By Jimi Jo Story
Arizona Daily Wildcat April 8, 1996
A little-known computer software company owned by Microsoft Corp. has begun production of a CD-ROM to archive the photographs by Ansel Adams, most of which are now housed in the UA's Center for Creative Photography.
The CD is expected to go on sale in the fall of 1997, said John Schaeffer, member of the Ansel Adams Publishing Rights Trust, and former University of Arizona president.
The center is working with the trust and software company, Corbis Corp., based in Bellevue, Wash., to create the CD-ROM.
"Ansel Adams was very interested in new technology," said Nancy Solomon, director of public information for the Center for Creative Photography. "He would have embraced digital technology."
Adams died in 1984.
Schaeffer, who was a close friend of Adams, agreed, saying, "In the later years of his life, Ansel said that if he were a young man starting out he would have pursued electronic photography as a profession."
Soloman said that while there is a difference between screen images and photographs, Corbis Corp. has shown it will try to keep the CD images as true as possible to Adams' original work.
"We hope that the CD-ROM will give more people a wider sense of what Ansel did," she said.
Neither Schaeffer nor Terence Pitts, director of the Center for Creative Photography, were sure how much the trust or the center would receive in royalties from the CD.
But, Pitts said, "Anything that popularizes Ansel's work will have an impact on us."
The center receives 7 percent of the yearly royalties from sales of all items with Adams' images on them, including reproductions of prints and novelty items, like notepads and computer screen savers.
The 7 percent is added to the principle of an endowment from the Ansel Adams Publishing Rights Trust. The center uses the interest from that principle for operating expenses.
The center gets up to $55,000 each year in interest, Pitts said.
The other 93 percent of royalties go to Virginia Adams, Ansel's widow, for living expenses.
Schaeffer and Adams founded the Center for Creative Photography in 1975 after Schaeffer approached him about starting a museum for photographers.
"Ansel had a vision about a photographer's museum," Solomon said. "He felt it was important for photographers to have a place where their photography process was saved."

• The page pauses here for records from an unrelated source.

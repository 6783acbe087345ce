//! In-memory activity engine for a single actor.

use std::collections::VecDeque;

use airlift_domain::{ActivityRef, DeferredOrder, Order, TaskId, TransformTask};

use crate::infrastructure::ports::ActivityPort;

/// An activity queued on the actor.
#[derive(Debug, Clone, PartialEq, Eq)]
pub enum Activity {
    Transform(TransformTask),
    /// Anything this crate does not model (hovering, idling, ...)
    Other { id: TaskId, name: String },
}

impl Activity {
    pub fn id(&self) -> TaskId {
        match self {
            Activity::Transform(task) => task.id(),
            Activity::Other { id, .. } => *id,
        }
    }

    /// Orders to re-issue once this activity has finished, in the order
    /// they were deferred.
    pub fn into_replay(self) -> Vec<Order> {
        match self {
            Activity::Transform(task) => task
                .into_deferred()
                .iter()
                .map(DeferredOrder::to_order)
                .collect(),
            Activity::Other { .. } => Vec::new(),
        }
    }

    fn to_activity_ref(&self) -> ActivityRef {
        match self {
            Activity::Transform(task) => ActivityRef::Transform(task.id()),
            Activity::Other { id, .. } => ActivityRef::Other(*id),
        }
    }
}

/// FIFO of activities. The head is the activity currently running.
///
/// Queuing with `queued = false` cancels everything queued so far, the
/// running activity included.
#[derive(Debug, Clone, Default)]
pub struct ActivityQueue {
    activities: VecDeque<Activity>,
}

impl ActivityQueue {
    pub fn new() -> Self {
        Self::default()
    }

    pub fn is_idle(&self) -> bool {
        self.activities.is_empty()
    }

    pub fn len(&self) -> usize {
        self.activities.len()
    }

    pub fn is_empty(&self) -> bool {
        self.activities.is_empty()
    }

    pub fn activities(&self) -> impl Iterator<Item = &Activity> {
        self.activities.iter()
    }

    /// Queue an activity this crate does not model, returning its id.
    pub fn queue_other(&mut self, queued: bool, name: impl Into<String>) -> TaskId {
        let id = TaskId::new();
        self.push(queued, Activity::Other { id, name: name.into() });
        id
    }

    /// Finish the running activity and start the next one.
    pub fn complete_current(&mut self) -> Option<Activity> {
        let finished = self.activities.pop_front()?;
        tracing::trace!(
            task_id = %finished.id(),
            remaining = self.activities.len(),
            "Activity completed"
        );
        Some(finished)
    }

    fn push(&mut self, queued: bool, activity: Activity) {
        if !queued && !self.activities.is_empty() {
            tracing::trace!(cancelled = self.activities.len(), "Activities cancelled");
            self.activities.clear();
        }
        self.activities.push_back(activity);
    }
}

impl ActivityPort for ActivityQueue {
    fn current_activity(&self) -> Option<ActivityRef> {
        self.activities.front().map(Activity::to_activity_ref)
    }

    fn queue_activity(&mut self, queued: bool, task: TransformTask) {
        self.push(queued, Activity::Transform(task));
    }

    fn append_deferred(&mut self, task: TaskId, order: DeferredOrder) -> bool {
        let transform = self.activities.iter_mut().find_map(|activity| match activity {
            Activity::Transform(t) if t.id() == task => Some(t),
            _ => None,
        });
        match transform {
            Some(t) => {
                t.queue_deferred(order);
                true
            }
            None => false,
        }
    }
}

The center now has approximately 1,800 artist archives with 70,000 photos, including works by Edward Weston, Louise Dahl-Wolfe and W. Eugene Smith.
Anyone can view the photographs in the archives, but need reservations to do so.
Representatives of Corbis Corp. could not be reached to comment on whether the CD would run on IBM- compatable or Macintosh computers, or what the price of the new CD-ROM. A sales associate from Egghead Software said new CD-ROM games and references can cost up to $70.
Another CD-ROM, detailing Adams' photography techniques, should be available in 1998.
"I am excited that this will bring attention to fine arts photography," said Nancy Lutz, assistant director of the center.
Pitts said, "Ansel loved technology and would have loved to be where the latest inventions were."